◆ Supplied data ◆

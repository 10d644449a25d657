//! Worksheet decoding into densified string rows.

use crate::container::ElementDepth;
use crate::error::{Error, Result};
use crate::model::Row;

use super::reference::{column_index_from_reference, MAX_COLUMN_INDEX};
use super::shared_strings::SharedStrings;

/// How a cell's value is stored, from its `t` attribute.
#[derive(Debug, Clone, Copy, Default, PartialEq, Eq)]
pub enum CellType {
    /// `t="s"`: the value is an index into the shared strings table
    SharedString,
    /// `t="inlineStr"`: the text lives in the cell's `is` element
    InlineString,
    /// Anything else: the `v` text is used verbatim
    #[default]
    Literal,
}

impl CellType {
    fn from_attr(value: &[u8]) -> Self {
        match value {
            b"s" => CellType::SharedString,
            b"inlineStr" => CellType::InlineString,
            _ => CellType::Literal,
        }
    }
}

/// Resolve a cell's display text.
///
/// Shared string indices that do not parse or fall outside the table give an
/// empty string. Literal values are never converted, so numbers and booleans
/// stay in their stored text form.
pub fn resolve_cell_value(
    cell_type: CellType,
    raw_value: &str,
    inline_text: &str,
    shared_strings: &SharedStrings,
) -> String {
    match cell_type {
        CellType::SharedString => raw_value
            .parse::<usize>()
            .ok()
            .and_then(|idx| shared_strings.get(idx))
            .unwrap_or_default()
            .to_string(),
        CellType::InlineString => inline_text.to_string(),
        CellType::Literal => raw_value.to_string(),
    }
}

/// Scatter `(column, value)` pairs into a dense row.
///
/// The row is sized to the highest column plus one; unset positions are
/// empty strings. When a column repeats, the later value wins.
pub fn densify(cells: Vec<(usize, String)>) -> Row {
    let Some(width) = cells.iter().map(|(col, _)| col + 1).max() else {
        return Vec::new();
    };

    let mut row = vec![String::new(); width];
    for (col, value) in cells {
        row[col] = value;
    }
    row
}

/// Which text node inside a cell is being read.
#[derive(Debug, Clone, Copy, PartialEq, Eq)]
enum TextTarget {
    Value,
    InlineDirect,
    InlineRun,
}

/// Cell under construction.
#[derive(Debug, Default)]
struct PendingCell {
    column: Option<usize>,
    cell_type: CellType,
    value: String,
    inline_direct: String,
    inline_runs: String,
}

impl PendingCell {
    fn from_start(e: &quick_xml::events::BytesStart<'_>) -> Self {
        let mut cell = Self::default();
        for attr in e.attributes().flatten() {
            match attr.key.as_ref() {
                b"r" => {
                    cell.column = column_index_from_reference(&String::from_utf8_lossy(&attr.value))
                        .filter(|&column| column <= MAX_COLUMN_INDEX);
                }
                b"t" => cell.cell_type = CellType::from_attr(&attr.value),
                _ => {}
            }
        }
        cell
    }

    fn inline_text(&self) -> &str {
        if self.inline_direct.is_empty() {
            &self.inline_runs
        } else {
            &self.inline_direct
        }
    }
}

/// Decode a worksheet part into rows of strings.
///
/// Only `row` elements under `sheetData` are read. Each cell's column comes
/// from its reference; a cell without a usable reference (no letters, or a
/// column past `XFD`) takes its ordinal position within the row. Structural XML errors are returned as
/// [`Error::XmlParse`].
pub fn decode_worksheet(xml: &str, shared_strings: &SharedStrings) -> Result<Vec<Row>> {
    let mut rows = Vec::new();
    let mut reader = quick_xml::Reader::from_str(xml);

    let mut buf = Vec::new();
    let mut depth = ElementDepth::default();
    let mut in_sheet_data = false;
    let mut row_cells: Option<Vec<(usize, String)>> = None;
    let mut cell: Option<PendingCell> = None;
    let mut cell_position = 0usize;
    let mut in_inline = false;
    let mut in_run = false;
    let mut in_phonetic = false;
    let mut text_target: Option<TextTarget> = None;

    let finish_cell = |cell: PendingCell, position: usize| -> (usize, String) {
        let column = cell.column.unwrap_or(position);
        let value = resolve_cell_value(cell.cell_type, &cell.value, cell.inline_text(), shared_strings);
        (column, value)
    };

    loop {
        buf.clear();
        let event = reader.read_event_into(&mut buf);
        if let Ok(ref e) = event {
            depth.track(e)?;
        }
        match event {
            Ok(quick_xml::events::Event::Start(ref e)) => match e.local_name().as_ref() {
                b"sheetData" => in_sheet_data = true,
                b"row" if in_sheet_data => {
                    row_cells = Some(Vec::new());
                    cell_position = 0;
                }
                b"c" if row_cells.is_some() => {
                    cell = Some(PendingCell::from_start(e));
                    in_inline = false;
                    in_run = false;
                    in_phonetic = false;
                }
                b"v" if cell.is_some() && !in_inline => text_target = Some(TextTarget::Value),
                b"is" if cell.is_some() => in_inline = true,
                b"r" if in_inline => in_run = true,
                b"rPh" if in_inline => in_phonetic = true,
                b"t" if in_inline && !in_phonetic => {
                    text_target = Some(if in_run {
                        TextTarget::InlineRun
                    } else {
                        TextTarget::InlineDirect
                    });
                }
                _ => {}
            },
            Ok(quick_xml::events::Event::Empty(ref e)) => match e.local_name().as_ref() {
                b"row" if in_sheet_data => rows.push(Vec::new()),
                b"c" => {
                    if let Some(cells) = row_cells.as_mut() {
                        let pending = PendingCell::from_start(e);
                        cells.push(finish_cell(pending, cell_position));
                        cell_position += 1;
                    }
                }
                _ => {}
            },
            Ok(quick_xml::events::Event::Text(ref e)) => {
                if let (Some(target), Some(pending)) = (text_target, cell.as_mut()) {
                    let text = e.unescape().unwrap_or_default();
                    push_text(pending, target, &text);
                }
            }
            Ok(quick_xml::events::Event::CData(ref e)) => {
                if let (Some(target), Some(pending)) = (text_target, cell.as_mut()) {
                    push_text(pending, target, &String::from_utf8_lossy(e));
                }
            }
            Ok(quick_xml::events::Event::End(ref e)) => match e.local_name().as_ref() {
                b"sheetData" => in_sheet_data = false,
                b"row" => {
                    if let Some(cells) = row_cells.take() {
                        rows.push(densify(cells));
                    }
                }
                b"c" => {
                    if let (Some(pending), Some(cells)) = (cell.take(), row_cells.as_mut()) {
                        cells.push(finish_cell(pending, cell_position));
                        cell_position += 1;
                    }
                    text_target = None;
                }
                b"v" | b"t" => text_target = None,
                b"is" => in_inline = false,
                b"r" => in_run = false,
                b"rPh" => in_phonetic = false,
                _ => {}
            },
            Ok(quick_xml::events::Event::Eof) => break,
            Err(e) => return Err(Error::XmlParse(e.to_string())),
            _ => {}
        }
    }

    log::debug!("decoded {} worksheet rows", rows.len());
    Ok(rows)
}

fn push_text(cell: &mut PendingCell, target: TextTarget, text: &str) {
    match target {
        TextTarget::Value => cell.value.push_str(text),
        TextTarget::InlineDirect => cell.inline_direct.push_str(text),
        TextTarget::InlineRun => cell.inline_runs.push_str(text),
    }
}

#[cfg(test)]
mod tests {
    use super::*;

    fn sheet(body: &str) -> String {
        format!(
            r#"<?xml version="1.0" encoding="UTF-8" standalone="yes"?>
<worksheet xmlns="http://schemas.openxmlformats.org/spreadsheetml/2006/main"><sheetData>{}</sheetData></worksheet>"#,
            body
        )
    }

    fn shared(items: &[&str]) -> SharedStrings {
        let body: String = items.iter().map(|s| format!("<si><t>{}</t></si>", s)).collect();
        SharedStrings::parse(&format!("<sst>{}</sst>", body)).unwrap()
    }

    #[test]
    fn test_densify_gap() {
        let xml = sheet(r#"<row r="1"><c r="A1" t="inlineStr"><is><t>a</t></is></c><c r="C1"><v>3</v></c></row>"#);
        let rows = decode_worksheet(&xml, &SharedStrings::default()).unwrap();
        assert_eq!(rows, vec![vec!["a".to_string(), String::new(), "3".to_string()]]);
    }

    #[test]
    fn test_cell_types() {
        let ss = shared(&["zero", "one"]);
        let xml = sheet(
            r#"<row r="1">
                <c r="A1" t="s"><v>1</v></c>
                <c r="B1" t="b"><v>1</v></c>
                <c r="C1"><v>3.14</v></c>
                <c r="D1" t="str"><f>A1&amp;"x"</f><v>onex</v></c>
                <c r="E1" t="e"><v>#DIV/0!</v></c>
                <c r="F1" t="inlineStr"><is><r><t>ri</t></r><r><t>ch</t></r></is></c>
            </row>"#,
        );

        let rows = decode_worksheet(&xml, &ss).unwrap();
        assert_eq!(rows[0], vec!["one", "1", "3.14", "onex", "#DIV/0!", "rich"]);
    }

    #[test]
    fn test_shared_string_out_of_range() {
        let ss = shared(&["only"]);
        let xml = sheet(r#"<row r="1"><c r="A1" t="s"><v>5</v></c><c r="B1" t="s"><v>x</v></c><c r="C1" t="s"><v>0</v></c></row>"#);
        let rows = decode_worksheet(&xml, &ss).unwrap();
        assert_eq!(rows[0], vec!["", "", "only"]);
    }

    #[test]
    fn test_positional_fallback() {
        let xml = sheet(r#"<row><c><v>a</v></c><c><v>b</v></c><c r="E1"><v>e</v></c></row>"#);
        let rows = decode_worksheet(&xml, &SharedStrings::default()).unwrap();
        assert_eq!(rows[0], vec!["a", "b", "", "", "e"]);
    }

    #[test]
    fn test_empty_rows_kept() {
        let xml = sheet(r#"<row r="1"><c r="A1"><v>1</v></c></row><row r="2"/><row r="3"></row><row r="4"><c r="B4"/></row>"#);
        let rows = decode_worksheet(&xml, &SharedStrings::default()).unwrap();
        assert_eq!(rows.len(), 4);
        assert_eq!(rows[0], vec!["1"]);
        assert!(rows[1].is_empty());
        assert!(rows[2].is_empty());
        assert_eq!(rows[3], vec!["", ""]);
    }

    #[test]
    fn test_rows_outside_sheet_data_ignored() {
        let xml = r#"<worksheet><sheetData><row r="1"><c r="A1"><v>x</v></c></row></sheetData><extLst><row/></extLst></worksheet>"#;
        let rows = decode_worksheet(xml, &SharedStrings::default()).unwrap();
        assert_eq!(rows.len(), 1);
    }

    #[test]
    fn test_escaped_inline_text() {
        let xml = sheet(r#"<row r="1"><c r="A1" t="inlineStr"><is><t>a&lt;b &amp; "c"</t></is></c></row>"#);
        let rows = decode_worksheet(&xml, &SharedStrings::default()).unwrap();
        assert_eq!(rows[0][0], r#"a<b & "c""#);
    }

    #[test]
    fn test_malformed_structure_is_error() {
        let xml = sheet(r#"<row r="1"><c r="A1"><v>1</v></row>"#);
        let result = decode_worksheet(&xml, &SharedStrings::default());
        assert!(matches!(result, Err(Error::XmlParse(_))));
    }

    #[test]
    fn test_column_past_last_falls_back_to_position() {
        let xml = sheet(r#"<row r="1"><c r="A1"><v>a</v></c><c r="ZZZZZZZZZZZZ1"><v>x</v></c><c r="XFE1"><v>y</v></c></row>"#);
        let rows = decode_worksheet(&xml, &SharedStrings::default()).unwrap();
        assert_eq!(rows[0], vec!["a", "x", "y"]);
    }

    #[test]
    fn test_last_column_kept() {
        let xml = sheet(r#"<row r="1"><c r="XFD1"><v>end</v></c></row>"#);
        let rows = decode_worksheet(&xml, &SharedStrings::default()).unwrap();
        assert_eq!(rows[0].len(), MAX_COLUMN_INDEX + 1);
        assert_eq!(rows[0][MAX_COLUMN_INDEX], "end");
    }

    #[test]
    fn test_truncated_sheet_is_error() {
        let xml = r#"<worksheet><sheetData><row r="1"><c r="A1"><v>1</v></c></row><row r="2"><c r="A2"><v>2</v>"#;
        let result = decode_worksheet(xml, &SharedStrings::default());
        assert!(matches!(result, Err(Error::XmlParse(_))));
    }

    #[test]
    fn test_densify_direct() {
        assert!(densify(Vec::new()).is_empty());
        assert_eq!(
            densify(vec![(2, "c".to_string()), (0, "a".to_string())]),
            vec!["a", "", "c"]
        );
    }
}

◆ What the task asks ◆
Reproduce exactly the lines from the beginning of the entries above up to and including the line that contains "use super::shared_strings::SharedStrings;".

◆ Solution to this problem ◆
repository 10d644449a25d657
//! Worksheet decoding into densified string rows.

use crate::container::ElementDepth;
use crate::error::{Error, Result};
use crate::model::Row;

use super::reference::{column_index_from_reference, MAX_COLUMN_INDEX};
use super::shared_strings::SharedStrings;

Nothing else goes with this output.